Une famille dont l’oliveraie donne sur la route qui mène à la colonie cueille le samedi
* le jour du shabbat, les colons restent chez eux !
Tous les villageois de Deïr Istiya sont inquiets quant à leur avenir.
* Bientôt la barrière va passer tout près sur la route. On n’aura plus accès à nos champs. On va mourir.
* Quel pays ? Quelle terre ? Le mur, les colonies partout !
* Les colonies sont comme les murs. Les colons viennent souvent la nuit dans le village.
.
*Quel gouvernement ? Sept ministres et Vingt députés sont en prison !
* Y a-t-il un seul pays au monde où les routes sont fermées et où on doit attendre des heures pour passer ?
La pauvreté s’intensifie :
* Je suis seule avec cinq enfants. Mon mari est en Jordanie. Il n’a pas le droit de
revenir en Palestine. Là-bas, il n’a qu’une petite boutique pour nous faire vivre !
* Pour nous la vie est très chère ici.
* Ici on est mal pour vivre, dormir, gagner sa vie à cause des colons et des soldats.
* On n’a plus d’argent. On ne peut plus acheter de la farine pour faire le pain. Tout est cher !
* J’avais un restaurant dans le village voisin. Il y a six ans, dans la journée, les colons sont venus, l’ont cassé. Je n’ai pas retrouvé du travail. J’ai deux enfants.
La peur est présente
* Les soldats sont venus, sont rentrés la nuit dans ma maison, ont fouillé toutes les chambres.

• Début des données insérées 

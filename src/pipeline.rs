//! Memory-accounting model of a processing graph.
//!
//! Pixel algorithms are external; a [`PipelineNode`] only describes what a
//! dry accounting walk needs: how large a buffer the node would allocate for
//! a requested region and which regions it would request from its inputs.
//! Graphs are acyclic and may share nodes between consumers.
//!
//! # Example
//!
//! ```rust
//! use std::sync::Arc;
//! use ovrs::pipeline::{NeighborhoodNode, PipelineMemoryPrint, PipelineNode, SourceNode};
//! use ovrs::{PixelType, Region};
//!
//! let source: Arc<dyn PipelineNode> =
//!     Arc::new(SourceNode::new("dem", Region::with_size(1000, 1000), 1, PixelType::F32));
//! let slope = Arc::new(NeighborhoodNode::new("slope", source, 1, 1, PixelType::F32));
//!
//! let print = PipelineMemoryPrint::evaluate(slope.as_ref(), Region::new(10, 10, 10, 10), 1.0);
//! // 10x10 output plus the padded 12x12 source, 4 bytes each
//! assert_eq!(print.total_bytes(), (100 + 144) * 4);
//! ```

use std::collections::HashSet;
use std::sync::Arc;

use crate::raster::{PixelType, RasterInfo};
use crate::region::Region;

/// A node of a processing graph, seen by the memory estimator.
pub trait PipelineNode {
    fn name(&self) -> &str;

    /// Full extent this node can produce
    fn largest_region(&self) -> Region;

    /// Bytes of one output pixel across all bands
    fn bytes_per_pixel(&self) -> u64;

    fn inputs(&self) -> &[Arc<dyn PipelineNode>];

    /// Region requested from the inputs to produce `output`
    fn input_region(&self, output: &Region) -> Region {
        *output
    }

    /// True for the sampling step the estimator inserts
    fn is_extraction(&self) -> bool {
        false
    }
}

fn pixel_bytes(bands: usize, pixel_type: PixelType) -> u64 {
    bands as u64 * pixel_type.bytes_per_sample() as u64
}

/// Raster read from storage; a leaf of the graph
#[derive(Debug, Clone)]
pub struct SourceNode {
    name: String,
    extent: Region,
    bands: usize,
    pixel_type: PixelType,
}

impl SourceNode {
    #[must_use]
    pub fn new(name: impl Into<String>, extent: Region, bands: usize, pixel_type: PixelType) -> Self {
        Self {
            name: name.into(),
            extent,
            bands,
            pixel_type,
        }
    }

    /// Leaf node describing an opened raster
    #[must_use]
    pub fn from_info(name: impl Into<String>, info: &RasterInfo) -> Self {
        Self::new(name, info.bounds(), info.bands, info.pixel_type)
    }
}

impl PipelineNode for SourceNode {
    fn name(&self) -> &str {
        &self.name
    }

    fn largest_region(&self) -> Region {
        self.extent
    }

    fn bytes_per_pixel(&self) -> u64 {
        pixel_bytes(self.bands, self.pixel_type)
    }

    fn inputs(&self) -> &[Arc<dyn PipelineNode>] {
        &[]
    }
}

/// Per-pixel function of one or more co-registered inputs
pub struct PixelwiseNode {
    name: String,
    inputs: Vec<Arc<dyn PipelineNode>>,
    bands: usize,
    pixel_type: PixelType,
}

impl PixelwiseNode {
    #[must_use]
    pub fn new(
        name: impl Into<String>,
        inputs: Vec<Arc<dyn PipelineNode>>,
        bands: usize,
        pixel_type: PixelType,
    ) -> Self {
        Self {
            name: name.into(),
            inputs,
            bands,
            pixel_type,
        }
    }
}

impl PipelineNode for PixelwiseNode {
    fn name(&self) -> &str {
        &self.name
    }

    /// Intersection of the inputs' extents
    fn largest_region(&self) -> Region {
        let mut iter = self.inputs.iter().map(|n| n.largest_region());
        let Some(first) = iter.next() else {
            return Region::default();
        };
        iter.fold(first, |acc, r| acc.crop(&r).unwrap_or_default())
    }

    fn bytes_per_pixel(&self) -> u64 {
        pixel_bytes(self.bands, self.pixel_type)
    }

    fn inputs(&self) -> &[Arc<dyn PipelineNode>] {
        &self.inputs
    }
}

/// Filter reading a square neighborhood of `radius` around each pixel
pub struct NeighborhoodNode {
    name: String,
    inputs: [Arc<dyn PipelineNode>; 1],
    radius: u64,
    bands: usize,
    pixel_type: PixelType,
}

impl NeighborhoodNode {
    #[must_use]
    pub fn new(
        name: impl Into<String>,
        input: Arc<dyn PipelineNode>,
        radius: u64,
        bands: usize,
        pixel_type: PixelType,
    ) -> Self {
        Self {
            name: name.into(),
            inputs: [input],
            radius,
            bands,
            pixel_type,
        }
    }
}

impl PipelineNode for NeighborhoodNode {
    fn name(&self) -> &str {
        &self.name
    }

    fn largest_region(&self) -> Region {
        self.inputs[0].largest_region()
    }

    fn bytes_per_pixel(&self) -> u64 {
        pixel_bytes(self.bands, self.pixel_type)
    }

    fn inputs(&self) -> &[Arc<dyn PipelineNode>] {
        &self.inputs
    }

    fn input_region(&self, output: &Region) -> Region {
        output.pad(self.radius)
    }
}

/// Crop of its input to a fixed region (same coordinate frame)
pub struct ExtractRegionNode {
    inputs: [Arc<dyn PipelineNode>; 1],
    region: Region,
}

impl ExtractRegionNode {
    #[must_use]
    pub fn new(input: Arc<dyn PipelineNode>, region: Region) -> Self {
        Self {
            inputs: [input],
            region,
        }
    }
}

impl PipelineNode for ExtractRegionNode {
    fn name(&self) -> &str {
        "extract"
    }

    fn largest_region(&self) -> Region {
        self.inputs[0]
            .largest_region()
            .crop(&self.region)
            .unwrap_or_default()
    }

    fn bytes_per_pixel(&self) -> u64 {
        self.inputs[0].bytes_per_pixel()
    }

    fn inputs(&self) -> &[Arc<dyn PipelineNode>] {
        &self.inputs
    }

    fn input_region(&self, output: &Region) -> Region {
        output.crop(&self.region).unwrap_or_default()
    }

    fn is_extraction(&self) -> bool {
        true
    }
}

/// Bytes attributed to one node during a walk
#[derive(Debug, Clone, PartialEq)]
pub struct NodePrint {
    pub name: String,
    pub region: Region,
    pub bytes: u64,
    pub is_extraction: bool,
}

/// Result of a dry accounting walk
#[derive(Debug, Clone, Default, PartialEq)]
pub struct PipelineMemoryPrint {
    nodes: Vec<NodePrint>,
}

impl PipelineMemoryPrint {
    /// Walk the graph from `root` as if `region` were requested from it.
    ///
    /// Each node contributes `pixels(requested ∩ largest) * bytes_per_pixel * bias`
    /// once per walk; shared nodes are counted at their first visit.
    #[must_use]
    pub fn evaluate(root: &dyn PipelineNode, region: Region, bias: f64) -> Self {
        let mut print = Self::default();
        let mut visited = HashSet::new();
        print.visit(root, region, bias, &mut visited);
        print
    }

    fn visit(
        &mut self,
        node: &dyn PipelineNode,
        requested: Region,
        bias: f64,
        visited: &mut HashSet<*const ()>,
    ) {
        let id = std::ptr::from_ref(node).cast::<()>();
        if !visited.insert(id) {
            return;
        }
        let Some(region) = requested.crop(&node.largest_region()) else {
            return;
        };

        #[allow(clippy::cast_precision_loss, clippy::cast_possible_truncation, clippy::cast_sign_loss)]
        let bytes = (region.pixel_count() as f64 * node.bytes_per_pixel() as f64 * bias).ceil() as u64;
        self.nodes.push(NodePrint {
            name: node.name().to_string(),
            region,
            bytes,
            is_extraction: node.is_extraction(),
        });

        let upstream = node.input_region(&region);
        for input in node.inputs() {
            self.visit(input.as_ref(), upstream, bias, visited);
        }
    }

    #[must_use]
    pub fn total_bytes(&self) -> u64 {
        self.nodes.iter().map(|n| n.bytes).sum()
    }

    /// Bytes attributed to extraction nodes
    #[must_use]
    pub fn extraction_bytes(&self) -> u64 {
        self.nodes
            .iter()
            .filter(|n| n.is_extraction)
            .map(|n| n.bytes)
            .sum()
    }

    #[must_use]
    pub fn nodes(&self) -> &[NodePrint] {
        &self.nodes
    }
}

#[cfg(test)]
mod tests {
    use super::*;

    fn source(w: u64, h: u64) -> Arc<dyn PipelineNode> {
        Arc::new(SourceNode::new("src", Region::with_size(w, h), 3, PixelType::U16))
    }

    #[test]
    fn test_single_source() {
        let src = source(100, 100);
        let print = PipelineMemoryPrint::evaluate(src.as_ref(), Region::with_size(10, 10), 1.0);
        assert_eq!(print.total_bytes(), 10 * 10 * 6);
    }

    #[test]
    fn test_request_clipped_to_extent() {
        let src = source(100, 100);
        let print = PipelineMemoryPrint::evaluate(src.as_ref(), Region::new(90, 90, 20, 20), 1.0);
        assert_eq!(print.total_bytes(), 10 * 10 * 6);
        let none = PipelineMemoryPrint::evaluate(src.as_ref(), Region::new(200, 0, 5, 5), 1.0);
        assert_eq!(none.total_bytes(), 0);
    }

    #[test]
    fn test_shared_node_counted_once() {
        let src = source(50, 50);
        let a: Arc<dyn PipelineNode> =
            Arc::new(PixelwiseNode::new("a", vec![Arc::clone(&src)], 1, PixelType::F32));
        let b: Arc<dyn PipelineNode> =
            Arc::new(PixelwiseNode::new("b", vec![Arc::clone(&src)], 1, PixelType::F32));
        let merge = PixelwiseNode::new("merge", vec![a, b], 1, PixelType::F64);

        let print = PipelineMemoryPrint::evaluate(&merge, Region::with_size(10, 10), 1.0);
        assert_eq!(print.nodes().len(), 4);
        assert_eq!(print.total_bytes(), 100 * (8 + 4 + 4 + 6));
    }

    #[test]
    fn test_bias_scales_every_node() {
        let src = source(100, 100);
        let node = PixelwiseNode::new("ndvi", vec![src], 1, PixelType::F32);
        let one = PipelineMemoryPrint::evaluate(&node, Region::with_size(10, 10), 1.0);
        let four = PipelineMemoryPrint::evaluate(&node, Region::with_size(10, 10), 4.0);
        assert_eq!(four.total_bytes(), one.total_bytes() * 4);
    }

    #[test]
    fn test_extraction_bytes() {
        let src = source(100, 100);
        let extract = ExtractRegionNode::new(src, Region::new(45, 45, 10, 10));
        let print = PipelineMemoryPrint::evaluate(&extract, Region::new(45, 45, 10, 10), 1.0);
        assert_eq!(print.extraction_bytes(), 600);
        assert_eq!(print.total_bytes(), 1200);
    }
}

J’ai eu très peur.
* Ici il y a eu cinq martyrs ; De nombreux jeunes sont en prison.
* Hier à Naplouse, dans l’après-midi, l’armée a tué un enfant de sept ou huit ans.
* Sur la route les policiers israéliens nous embêtent
* Si tu jettes des pierres, les soldats t’attrapent et te mettent en prison !

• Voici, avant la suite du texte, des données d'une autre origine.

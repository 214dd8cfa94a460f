use crate::core::fields::{self, Field};
use crate::domain::model::{FilterOptions, Record, Statistics};
use std::collections::{BTreeSet, HashSet};

/// 全資料集統計，永遠針對完整集合計算，不受查詢條件影響
pub fn statistics(records: &[Record]) -> Statistics {
    let mut total_units: i64 = 0;
    let mut total_amount = 0.0;
    let mut customers = HashSet::new();

    for record in records {
        total_units = total_units.saturating_add(fields::resolve_int(record, Field::Quantity));
        total_amount += fields::resolve_float(record, Field::TotalAmount);

        let customer_id = fields::resolve(record, Field::CustomerId);
        if !customer_id.is_empty() {
            customers.insert(customer_id);
        }
    }

    Statistics {
        total_units,
        total_amount,
        unique_customers: customers.len(),
        total_transactions: records.len(),
    }
}

fn distinct(records: &[Record], field: Field) -> BTreeSet<String> {
    records
        .iter()
        .map(|record| fields::resolve(record, field))
        .filter(|value| !value.is_empty())
        .collect()
}

/// 各分類欄位的非空相異值 (遞增排序)
pub fn filter_options(records: &[Record]) -> FilterOptions {
    FilterOptions {
        customer_region: distinct(records, Field::CustomerRegion),
        gender: distinct(records, Field::Gender),
        product_category: distinct(records, Field::ProductCategory),
        tags: distinct(records, Field::Tags),
        payment_method: distinct(records, Field::PaymentMethod),
    }
}

#[cfg(test)]
mod tests {
    use super::*;

    fn sample() -> Vec<Record> {
        vec![
            Record::new()
                .with("customerId", "CUST00001")
                .with("quantity", 3)
                .with("totalAmount", 1500)
                .with("customerRegion", "North")
                .with("gender", "Female"),
            Record::new()
                .with("Customer ID", "CUST00001")
                .with("Quantity", "2")
                .with("Final Amount", "499.5")
                .with("Customer Region", "East")
                .with("Tags", "Sale"),
            Record::new()
                .with("customer_id", "CUST00002")
                .with("quantity", "n/a")
                .with("total_amount", "oops")
                .with("customer_region", "North"),
            Record::new().with("quantity", "-4"),
        ]
    }

    #[test]
    fn test_statistics_totals() {
        let stats = statistics(&sample());
        // 負數數量照實加總: 3 + 2 + 0 - 4
        assert_eq!(stats.total_units, 1);
        assert!((stats.total_amount - 1999.5).abs() < 1e-9);
        assert_eq!(stats.unique_customers, 2);
        assert_eq!(stats.total_transactions, 4);
    }

    #[test]
    fn test_statistics_sum_negative_quantities_as_is() {
        let records = vec![
            Record::new().with("quantity", 5),
            Record::new().with("Quantity", "-3"),
        ];
        assert_eq!(statistics(&records).total_units, 2);
    }

    #[test]
    fn test_statistics_empty() {
        assert_eq!(statistics(&[]), Statistics::default());
    }

    #[test]
    fn test_filter_options_sorted_and_distinct() {
        let options = filter_options(&sample());
        assert_eq!(
            options.customer_region.iter().collect::<Vec<_>>(),
            vec!["East", "North"]
        );
        assert_eq!(options.gender.len(), 1);
        assert_eq!(options.tags.iter().collect::<Vec<_>>(), vec!["Sale"]);
        assert!(options.payment_method.is_empty());
    }

    #[test]
    fn test_filter_options_serialize_as_arrays() {
        let json = serde_json::to_value(filter_options(&sample())).unwrap();
        assert_eq!(json["customerRegion"], serde_json::json!(["East", "North"]));
        assert_eq!(json["paymentMethod"], serde_json::json!([]));
    }
}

* Lorsque les soldats viennent dans la rue, et pénètrent dans le Jardin d’Enfants, les enfants ont très peur, ils pleurent et appellent leurs mères. Lorsqu’ils rentrent dans les maisons, même les grands ‘pissent’ sur eux.
L’amertume grandit
* Tout le monde assimile les arabes aux musulmans.

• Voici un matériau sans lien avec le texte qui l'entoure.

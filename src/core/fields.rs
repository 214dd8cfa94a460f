//! 欄位解析：不同來源的欄位名稱不一致
//!
//! CSV 匯出使用 "Title Case" 或 snake_case 標頭，mock 資料使用 camelCase。
//! 其他元件一律透過 [`resolve`] 取值，不需要知道紀錄來自哪種命名方式。

use crate::domain::model::Record;
use chrono::{DateTime, NaiveDate, NaiveDateTime};
use serde_json::Value;

#[derive(Debug, Clone, Copy, PartialEq, Eq, Hash)]
pub enum Field {
    TransactionId,
    Date,
    CustomerId,
    CustomerName,
    PhoneNumber,
    Gender,
    Age,
    CustomerRegion,
    ProductCategory,
    Tags,
    Quantity,
    TotalAmount,
    PaymentMethod,
}

impl Field {
    pub const ALL: [Field; 13] = [
        Field::TransactionId,
        Field::Date,
        Field::CustomerId,
        Field::CustomerName,
        Field::PhoneNumber,
        Field::Gender,
        Field::Age,
        Field::CustomerRegion,
        Field::ProductCategory,
        Field::Tags,
        Field::Quantity,
        Field::TotalAmount,
        Field::PaymentMethod,
    ];

    pub fn name(&self) -> &'static str {
        self.aliases()[0]
    }

    /// 可接受的來源欄位名稱，優先序由高到低；第一個為標準名稱
    pub fn aliases(&self) -> &'static [&'static str] {
        match self {
            Field::TransactionId => &["transactionId", "Transaction ID", "transaction_id", "Transaction_ID"],
            Field::Date => &["date", "Date"],
            Field::CustomerId => &["customerId", "Customer ID", "customer_id", "Customer_ID"],
            Field::CustomerName => &["customerName", "Customer Name", "customer_name", "Customer_Name"],
            Field::PhoneNumber => &["phoneNumber", "Phone Number", "phone_number", "Phone_Number"],
            Field::Gender => &["gender", "Gender"],
            Field::Age => &["age", "Age"],
            Field::CustomerRegion => &["customerRegion", "Customer Region", "customer_region", "Customer_Region"],
            Field::ProductCategory => &["productCategory", "Product Category", "product_category", "Product_Category"],
            Field::Tags => &["tags", "Tags"],
            Field::Quantity => &["quantity", "Quantity"],
            Field::TotalAmount => &[
                "totalAmount",
                "Total Amount",
                "total_amount",
                "finalAmount",
                "Final Amount",
                "Final_Amount",
            ],
            Field::PaymentMethod => &["paymentMethod", "Payment Method", "payment_method", "Payment_Method"],
        }
    }
}

/// 回傳 `field` 去除前後空白後的字串值，所有別名都沒有值時回傳 `""`
///
/// null 與空字串視為缺少，繼續找下一個別名；只有空白的值視為存在，
/// 停止搜尋並在 trim 後得到 `""`。
pub fn resolve(record: &Record, field: Field) -> String {
    field
        .aliases()
        .iter()
        .find_map(|alias| record.get(alias).and_then(coerce_to_string))
        .map(|value| value.trim().to_string())
        .unwrap_or_default()
}

fn coerce_to_string(value: &Value) -> Option<String> {
    match value {
        Value::Null => None,
        Value::String(s) if s.is_empty() => None,
        Value::String(s) => Some(s.clone()),
        Value::Number(n) => Some(n.to_string()),
        Value::Bool(b) => Some(b.to_string()),
        other => Some(other.to_string()),
    }
}

/// 整數值；缺少或非數字時為 0
pub fn resolve_int(record: &Record, field: Field) -> i64 {
    parse_leading_int(&resolve(record, field)).unwrap_or(0)
}

/// 浮點數值；缺少或非數字時為 0.0
pub fn resolve_float(record: &Record, field: Field) -> f64 {
    parse_leading_float(&resolve(record, field)).unwrap_or(0.0)
}

/// 日期值；缺少或無法解析時為 `None`
pub fn resolve_date(record: &Record, field: Field) -> Option<NaiveDate> {
    parse_date(&resolve(record, field))
}

/// 解析開頭的整數 ("25", "25 yrs", "3.7" → 3)
pub fn parse_leading_int(input: &str) -> Option<i64> {
    let s = input.trim_start();
    let sign_len = usize::from(s.starts_with(|c: char| c == '+' || c == '-'));
    let digits = s[sign_len..].bytes().take_while(u8::is_ascii_digit).count();
    if digits == 0 {
        return None;
    }
    s[..sign_len + digits].parse().ok()
}

/// 解析開頭的十進位數字 ("1999.50", "2e3", "12.5 INR")
pub fn parse_leading_float(input: &str) -> Option<f64> {
    let s = input.trim_start();
    let bytes = s.as_bytes();
    let mut end = usize::from(s.starts_with(|c: char| c == '+' || c == '-'));

    let int_digits = count_digits(&bytes[end..]);
    end += int_digits;

    let mut frac_digits = 0;
    if bytes.get(end) == Some(&b'.') {
        frac_digits = count_digits(&bytes[end + 1..]);
        if int_digits > 0 || frac_digits > 0 {
            end += 1 + frac_digits;
        }
    }
    if int_digits == 0 && frac_digits == 0 {
        return None;
    }

    // 指數部分必須後接數字才算數
    if matches!(bytes.get(end), Some(b'e' | b'E')) {
        let mut exp_end = end + 1;
        if matches!(bytes.get(exp_end), Some(b'+' | b'-')) {
            exp_end += 1;
        }
        let exp_digits = count_digits(&bytes[exp_end.min(bytes.len())..]);
        if exp_digits > 0 {
            end = exp_end + exp_digits;
        }
    }

    s[..end].parse().ok()
}

fn count_digits(bytes: &[u8]) -> usize {
    bytes.iter().take_while(|b| b.is_ascii_digit()).count()
}

const DATE_FORMATS: [&str; 3] = ["%Y-%m-%d", "%Y/%m/%d", "%m/%d/%Y"];
const DATETIME_FORMATS: [&str; 4] = [
    "%Y-%m-%dT%H:%M:%S",
    "%Y-%m-%d %H:%M:%S",
    "%Y-%m-%dT%H:%M:%S%.f",
    "%Y-%m-%d %H:%M:%S%.f",
];

pub fn parse_date(input: &str) -> Option<NaiveDate> {
    let s = input.trim();
    if s.is_empty() {
        return None;
    }

    DATE_FORMATS
        .iter()
        .find_map(|fmt| NaiveDate::parse_from_str(s, fmt).ok())
        .or_else(|| DateTime::parse_from_rfc3339(s).ok().map(|dt| dt.date_naive()))
        .or_else(|| {
            DATETIME_FORMATS
                .iter()
                .find_map(|fmt| NaiveDateTime::parse_from_str(s, fmt).ok())
                .map(|dt| dt.date())
        })
}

* La Palestine est le pays arabe où il y a le plus de gens instruits, de laïcité et on nous prend pour des ignorants
* Je veux que vous repartiez en France en étant reposés et contents, pour bien parler de la Palestine
* L’Islam est une religion pour la Paix, mais à l’étranger on la présente comme une religion de terroristes
* Avant l’occupation on allait à la montagne, on mangeait des amandes, des raisins, on buvait le lait des chèvres
* J’appelle au secours les grandes puissances pour que cesse l’occupation.
Après la mission civile nous sommes retournées cinq jours à Deïr Istiya pour réfléchir avec le maire du village, le personnel de la mairie, les enseignantes, comment améliorer le fonctionnement du Jardin d’enfants municipal . Un projet est à l’étude.
Un après-midi, nous rendons visite à une famille. Onze voitures militaires pénètrent dans le village. Deux s’arrêtent sur la route en contre-bas. Des soldats patrouillent sous les oliveraies.
Les familles s’avertissent par téléphone . Les portes se ferment. Jeunes et enfants désertent les rues. Nous attendons dans l’angoisse, trompant nos peurs par une apparente tranquillité. Pas de coups de feux. Une heure trente plus tard, l’armée se retire après avoir kidnappé un garçon de 14 ans. Il sera relâché quelques heures plus tard
* C’est pour nous maintenir dans la peur…… nous dira Natiba
Le vendredi 2 novembre nous avons rejoint le groupe de manifestants palestiniens, israéliens et internationaux qui, chaque semaine, à Bill’in , depuis février 2005, manifestent pacifiquement contre la barrière d’apartheid en construction, annexant de facto 60% des terres des villageois. Le 4 septembre 2007, la Haute Cour Suprême Israélienne a ordonné que 110 hectares sur les 200 volés soient rendus. Décision non appliquée jusqu’à ce jour..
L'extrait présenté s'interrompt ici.